Using the hypergeometric distribution, it is found that there is a 0.3548 = 35.48% probability that she packs at least one pair of high heels.
What is the hypergeometric distribution formula?
The formula is:
[tex]P(X = x) = h(x,N,n,k) = \frac{C_{k,x}C_{N-k,n-x}}{C_{N,n}}[/tex]
[tex]C_{n,x} = \frac{n!}{x!(n-x)!}[/tex]
The parameters are:
- x is the number of successes.
- N is the size of the population.
- n is the size of the sample.
- k is the total number of desired outcomes.

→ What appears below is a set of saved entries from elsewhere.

//! Cooperative cancellation.

use crate::error::{SyncError, SyncResult};
use std::sync::atomic::{AtomicBool, Ordering};
use std::sync::Arc;
use std::time::Duration;
use tokio::sync::Notify;

#[derive(Debug, Default)]
struct Inner {
    cancelled: AtomicBool,
    notify: Notify,
}

/// A cloneable cancellation flag that async waits can observe.
#[derive(Debug, Clone, Default)]
pub struct CancelToken {
    inner: Arc<Inner>,
}

impl CancelToken {
    /// Creates a token in the running state.
    pub fn new() -> Self {
        Self::default()
    }

    /// Requests cancellation and wakes every waiter.
    pub fn cancel(&self) {
        self.inner.cancelled.store(true, Ordering::SeqCst);
        self.inner.notify.notify_waiters();
    }

    /// Clears a previous cancellation.
    pub fn reset(&self) {
        self.inner.cancelled.store(false, Ordering::SeqCst);
    }

    /// Returns true once cancellation was requested.
    pub fn is_cancelled(&self) -> bool {
        self.inner.cancelled.load(Ordering::SeqCst)
    }

    /// Fails with [`SyncError::Cancelled`] if cancellation was requested.
    pub fn check(&self) -> SyncResult<()> {
        if self.is_cancelled() {
            Err(SyncError::Cancelled)
        } else {
            Ok(())
        }
    }

    /// Resolves when cancellation is requested.
    pub async fn cancelled(&self) {
        loop {
            let notified = self.inner.notify.notified();
            if self.is_cancelled() {
                return;
            }
            notified.await;
        }
    }

    /// Sleeps for `duration` unless cancelled first.
    pub async fn sleep(&self, duration: Duration) -> SyncResult<()> {
        if duration.is_zero() {
            return self.check();
        }
        tokio::select! {
            _ = tokio::time::sleep(duration) => self.check(),
            _ = self.cancelled() => Err(SyncError::Cancelled),
        }
    }
}

#[cfg(test)]
mod tests {
    use super::*;

    #[tokio::test]
    async fn cancel_interrupts_sleep() {
        let token = CancelToken::new();
        let sleeper = token.clone();
        let handle = tokio::spawn(async move { sleeper.sleep(Duration::from_secs(60)).await });

        tokio::task::yield_now().await;
        token.cancel();

        let result = handle.await.unwrap();
        assert!(matches!(result, Err(SyncError::Cancelled)));
    }

    #[tokio::test]
    async fn reset_clears_flag() {
        let token = CancelToken::new();
        token.cancel();
        assert!(token.check().is_err());
        token.reset();
        assert!(token.check().is_ok());
        assert!(token.sleep(Duration::from_millis(1)).await.is_ok());
    }
}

In this problem, we have that:
- She has 31 pairs of shoes, hence N = 31.
- She has 6 pairs of high heels, hence k = 6.
- She selects two pairs, hence n = 2.
The probability that she packs at least one pair of high heels is given by:
[tex]P(X \geq 1) = 1 - P(X = 0)[/tex]
In which:
[tex]P(X = x) = h(x,N,n,k) = \frac{C_{k,x}C_{N-k,n-x}}{C_{N,n}}[/tex]
[tex]P(X = 0) = h(0,31,2,6) = \frac{C_{6,0}C_{25,2}}{C_{31,2}} = 0.6452[/tex]
Then:
[tex]P(X \geq 1) = 1 - P(X = 0) = 1 - 0.6452 = 0.3548[/tex]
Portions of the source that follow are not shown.